Bill Morris

Austin and U.S. Average - Foreclosure Impact

RealtyTrac reports that foreclosures accounted for 26% of all residential sales nationwide in 2010:

That year-end data also shows that foreclosures, on average, sold for 28% lower prices than non-foreclosure sales.

Keep in mind that when discussing residential foreclosures, the national average is very heavily influenced by a relative handful of states.  Here are the hardest hit:

Sales %

So how does Austin compare?  Very favorably, actually.

In the Austin metro area, sales of foreclosed properties accounted for 13% of all residential sales in 2010 -- less than 1/4 of the rate in Nevada, and about half the national average.  We also maintained remarkable market velocity -- an average of 72 days on market for all sales last year.  Moreover, as I have reported many times (most recently in How Does Texas stack up in the Case-Shiller report?), market prices in the Austin area have continued to trend upward throughout the recession.

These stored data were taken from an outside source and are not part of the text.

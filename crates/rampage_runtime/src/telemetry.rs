//! Diagnostic logging setup.

use tracing_subscriber::EnvFilter;

/// Environment variable holding the log filter, e.g. `RAMPAGE_LOG=debug`.
pub const LOG_ENV: &str = "RAMPAGE_LOG";

/// Filter used when [`LOG_ENV`] is unset or invalid.
pub const DEFAULT_FILTER: &str = "warn";

/// Installs a stderr `fmt` subscriber filtered by [`LOG_ENV`].
///
/// Does nothing if a global subscriber is already installed.
pub fn init_telemetry() {
    let filter = EnvFilter::try_from_env(LOG_ENV).unwrap_or_else(|_| EnvFilter::new(DEFAULT_FILTER));
    let installed = tracing_subscriber::fmt()
        .with_env_filter(filter)
        .with_writer(std::io::stderr)
        .with_target(false)
        .try_init()
        .is_ok();
    if installed {
        tracing::debug!(env = LOG_ENV, "telemetry initialized");
    }
}
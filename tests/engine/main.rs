//! Integration tests for Layer 2: Engine
//!
//! Tests for simulation scenarios, events, and engine invariants.

mod events;
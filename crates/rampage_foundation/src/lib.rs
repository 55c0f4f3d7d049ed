//! Core identifiers and error types for Rampage.
//!
//! This crate provides:
//! - [`CityName`] - Unique, cheaply clonable city identifiers
//! - [`MonsterId`] - Caller-assigned monster identifiers
//! - [`Error`] - Rich error types with context and a category taxonomy

#![warn(missing_docs)]
#![warn(clippy::all)]
#![warn(clippy::pedantic)]

pub mod error;
pub mod ids;

pub use error::{Error, ErrorCategory, ErrorContext, ErrorKind, Result};
pub use ids::{CityName, MonsterId};
//! Identifiers for cities and monsters.

use std::borrow::Borrow;
use std::fmt;
use std::sync::Arc;

#[cfg(feature = "serde")]
use serde::{Deserialize, Deserializer, Serialize, Serializer};

/// Name of a city, unique within a world.
///
/// Backed by a shared string so that roads, monsters and records can all
/// refer to the same city without copying the name around.
#[derive(Clone, PartialEq, Eq, Hash, PartialOrd, Ord)]
pub struct CityName(Arc<str>);

impl CityName {
    /// Creates a city name.
    #[must_use]
    pub fn new(name: impl AsRef<str>) -> Self {
        Self(Arc::from(name.as_ref()))
    }

    /// Returns the name as a string slice.
    #[must_use]
    pub fn as_str(&self) -> &str {
        &self.0
    }
}

impl fmt::Debug for CityName {
    fn fmt(&self, f: &mut fmt::Formatter<'_>) -> fmt::Result {
        write!(f, "CityName({:?})", &*self.0)
    }
}

impl fmt::Display for CityName {
    fn fmt(&self, f: &mut fmt::Formatter<'_>) -> fmt::Result {
        f.write_str(&self.0)
    }
}

impl From<&str> for CityName {
    fn from(name: &str) -> Self {
        Self::new(name)
    }
}

impl From<String> for CityName {
    fn from(name: String) -> Self {
        Self(Arc::from(name))
    }
}

impl AsRef<str> for CityName {
    fn as_ref(&self) -> &str {
        &self.0
    }
}

impl Borrow<str> for CityName {
    fn borrow(&self) -> &str {
        &self.0
    }
}

#[cfg(feature = "serde")]
impl Serialize for CityName {
    fn serialize<S: Serializer>(&self, serializer: S) -> std::result::Result<S::Ok, S::Error> {
        serializer.serialize_str(&self.0)
    }
}

#[cfg(feature = "serde")]
impl<'de> Deserialize<'de> for CityName {
    fn deserialize<D: Deserializer<'de>>(deserializer: D) -> std::result::Result<Self, D::Error> {
        String::deserialize(deserializer).map(Self::from)
    }
}

/// Monster identifier, unique within a simulation run.
#[derive(Copy, Clone, Debug, PartialEq, Eq, Hash, PartialOrd, Ord)]
#[cfg_attr(feature = "serde", derive(Serialize, Deserialize))]
pub struct MonsterId(pub u32);

impl MonsterId {
    /// Creates a monster ID.
    #[must_use]
    pub const fn new(id: u32) -> Self {
        Self(id)
    }

    /// Returns the raw numeric value.
    #[must_use]
    pub const fn get(self) -> u32 {
        self.0
    }
}

impl fmt::Display for MonsterId {
    fn fmt(&self, f: &mut fmt::Formatter<'_>) -> fmt::Result {
        write!(f, "#{}", self.0)
    }
}

impl From<u32> for MonsterId {
    fn from(id: u32) -> Self {
        Self(id)
    }
}
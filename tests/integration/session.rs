//! End-to-end sessions: map file in, remaining world out

use std::fs;
use std::path::PathBuf;

use rampage_engine::{SimulationConfig, Termination};
use rampage_foundation::{ErrorCategory, ErrorKind};
use rampage_runtime::{CliConfig, RecordFormat, Session, SessionConfig};
use rampage_storage::Capacity;

const MAP: &str = "\
Foo north=Bar west=Baz south=Qu-ux
Bar south=Foo west=Bee
Baz east=Foo
Qu-ux north=Foo
Bee east=Bar
";

fn scratch(name: &str) -> PathBuf {
    let dir = std::env::temp_dir().join(format!("rampage-{}-{name}", std::process::id()));
    fs::create_dir_all(&dir).unwrap();
    dir
}

fn config(map: PathBuf, output: Option<PathBuf>, monsters: u32, capacity: Capacity) -> SessionConfig {
    SessionConfig {
        map,
        output,
        format: RecordFormat::Text,
        capacity,
        simulation: SimulationConfig::new()
            .with_monster_count(monsters)
            .with_max_iterations(1_000)
            .with_seed(7),
        trace: None,
    }
}

#[test]
fn run_writes_remaining_world_to_file() {
    let dir = scratch("run");
    let map = dir.join("map.txt");
    let out = dir.join("out.txt");
    fs::write(&map, MAP).unwrap();

    let session = Session::new(config(map, Some(out.clone()), 4, Capacity::Limited(2)));
    let summary = session.run().unwrap();
    assert!(summary.termination.is_some());

    let written = fs::read_to_string(&out).unwrap();
    let session = Session::new(config(out, None, 0, Capacity::Unlimited));
    let remaining = session.read_world(written.as_bytes()).unwrap();

    // Destroyed cities never reappear in the output.
    assert!(remaining.city_count() <= 5);
    for line in written.lines() {
        assert!(!line.is_empty());
        assert!(line.split_whitespace().skip(1).all(|pair| pair.contains('=')));
    }
    fs::remove_dir_all(dir).ok();
}

#[test]
fn zero_monsters_leave_the_world_untouched() {
    let session = Session::new(config(PathBuf::from("unused"), None, 0, Capacity::Limited(2)));
    let world = session.read_world(MAP.as_bytes()).unwrap();
    let mut narration = Vec::new();
    let outcome = session.simulate(world, &mut narration).unwrap();

    assert!(narration.is_empty());
    assert_eq!(outcome.summary.destroyed_cities, 0);
    assert_eq!(outcome.summary.termination, Some(Termination::AllInactive));

    let mut out = Vec::new();
    session.write_world(&outcome.world, &mut out).unwrap();
    assert_eq!(String::from_utf8(out).unwrap(), MAP);
}

#[test]
fn narration_has_one_line_per_destroyed_city() {
    let session = Session::new(config(PathBuf::from("unused"), None, 10, Capacity::Limited(2)));
    let world = session.read_world(MAP.as_bytes()).unwrap();
    let mut narration = Vec::new();
    let outcome = session.simulate(world, &mut narration).unwrap();

    let text = String::from_utf8(narration).unwrap();
    let lines: Vec<&str> = text.lines().collect();
    assert_eq!(lines.len(), outcome.summary.destroyed_cities);
    assert!(lines.iter().all(|l| l.contains(" has been destroyed") && l.ends_with('!')));
    assert_eq!(outcome.seed, Some(7));
}

#[test]
fn missing_map_names_the_path() {
    let session = Session::new(config(
        PathBuf::from("/definitely/not/here.txt"),
        None,
        1,
        Capacity::Limited(2),
    ));
    let err = session.load_world().unwrap_err();
    assert_eq!(err.category(), ErrorCategory::Input);
    assert!(matches!(err.kind, ErrorKind::Io(_)));
    assert_eq!(
        err.context.and_then(|c| c.source).as_deref(),
        Some("/definitely/not/here.txt")
    );
}

#[test]
fn malformed_map_reports_line_and_path() {
    let dir = scratch("malformed");
    let map = dir.join("bad.txt");
    fs::write(&map, "Foo north=Bar\nBar south\n").unwrap();

    let err = Session::new(config(map.clone(), None, 1, Capacity::Limited(2)))
        .load_world()
        .unwrap_err();
    assert!(matches!(err.kind, ErrorKind::Parse { .. }));
    let context = err.context.unwrap();
    assert_eq!(context.line, Some(2));
    assert_eq!(context.source, Some(map.display().to_string()));
    fs::remove_dir_all(dir).ok();
}

#[test]
fn cli_arguments_become_a_session() {
    let args = ["-n", "3", "--map", "world.txt", "--capacity", "-1", "--seed", "5"];
    let cli = CliConfig::parse(args.iter().map(|s| (*s).to_string())).unwrap();
    let config = cli.session_config().unwrap();

    assert_eq!(config.capacity, Capacity::Unlimited);
    assert_eq!(config.map, PathBuf::from("world.txt"));
    assert_eq!(config.simulation.monster_count, 3);
    assert_eq!(config.simulation.seed, Some(5));
    assert!(config.trace.is_none());
}
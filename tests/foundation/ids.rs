//! Integration tests for city and monster identifiers

use std::collections::{BTreeSet, HashMap};

use rampage_foundation::{CityName, MonsterId};

// =============================================================================
// City Names
// =============================================================================

#[test]
fn city_names_compare_by_content() {
    let a = CityName::new("Asnu");
    let b = CityName::from(String::from("Asnu"));
    assert_eq!(a, b);
    assert_ne!(a, CityName::from("asnu"));
}

#[test]
fn city_names_key_maps_by_str() {
    let mut occupancy: HashMap<CityName, usize> = HashMap::new();
    occupancy.insert(CityName::new("Denalmo"), 2);

    assert_eq!(occupancy.get("Denalmo"), Some(&2));
    assert_eq!(occupancy.get("Migina"), None);
}

#[test]
fn city_names_sort_lexically() {
    let names: BTreeSet<CityName> = ["Migina", "Ago", "Denalmo"]
        .into_iter()
        .map(CityName::from)
        .collect();
    let sorted: Vec<&str> = names.iter().map(CityName::as_str).collect();
    assert_eq!(sorted, vec!["Ago", "Denalmo", "Migina"]);
}

// =============================================================================
// Monster IDs
// =============================================================================

#[test]
fn monster_ids_order_numerically() {
    let mut ids = vec![MonsterId::new(10), MonsterId::new(2), MonsterId::from(7)];
    ids.sort();
    assert_eq!(ids, vec![MonsterId(2), MonsterId(7), MonsterId(10)]);
}

#[test]
fn monster_id_display() {
    assert_eq!(MonsterId::new(42).to_string(), "#42");
    assert_eq!(MonsterId::new(42).get(), 42);
}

Against that backdrop, there is one somewhat counterintuitive feature in our 2010 sales performance:  The average discount on foreclosure sale prices was more like 40%, compared to the 28% national figure mentioned above.  That's really not all that surprising, though.  The Austin-area foreclosure rate remains well below average, and foreclosures have generally been heavily concentrated in specific neighborhoods, so much of the metro area has been relatively unscathed.  On average, across the metropolitan area, foreclosures have not pushed all sale prices downward to the extent that they did in the eleven states in the table above.  That means that a foreclosed property -- often in poor to fair condition and in a neighborhood where values have been driven down -- that sells for appropriate market value is heavily discounted compared to homes in good condition in neighborhoods with few foreclosures.

Foreclosure activity in Austin is definitely higher than it was pre-recession, and there is no doubt that the effects of the recession and housing downturn have flattened home values here over the past few years -- prices are lower today than they would have been if the recession had not happened.  All in all, though, Austin and Central Texas continue to contrast dramatically with the cities and states that so thoroughly dominate news about the housing sector.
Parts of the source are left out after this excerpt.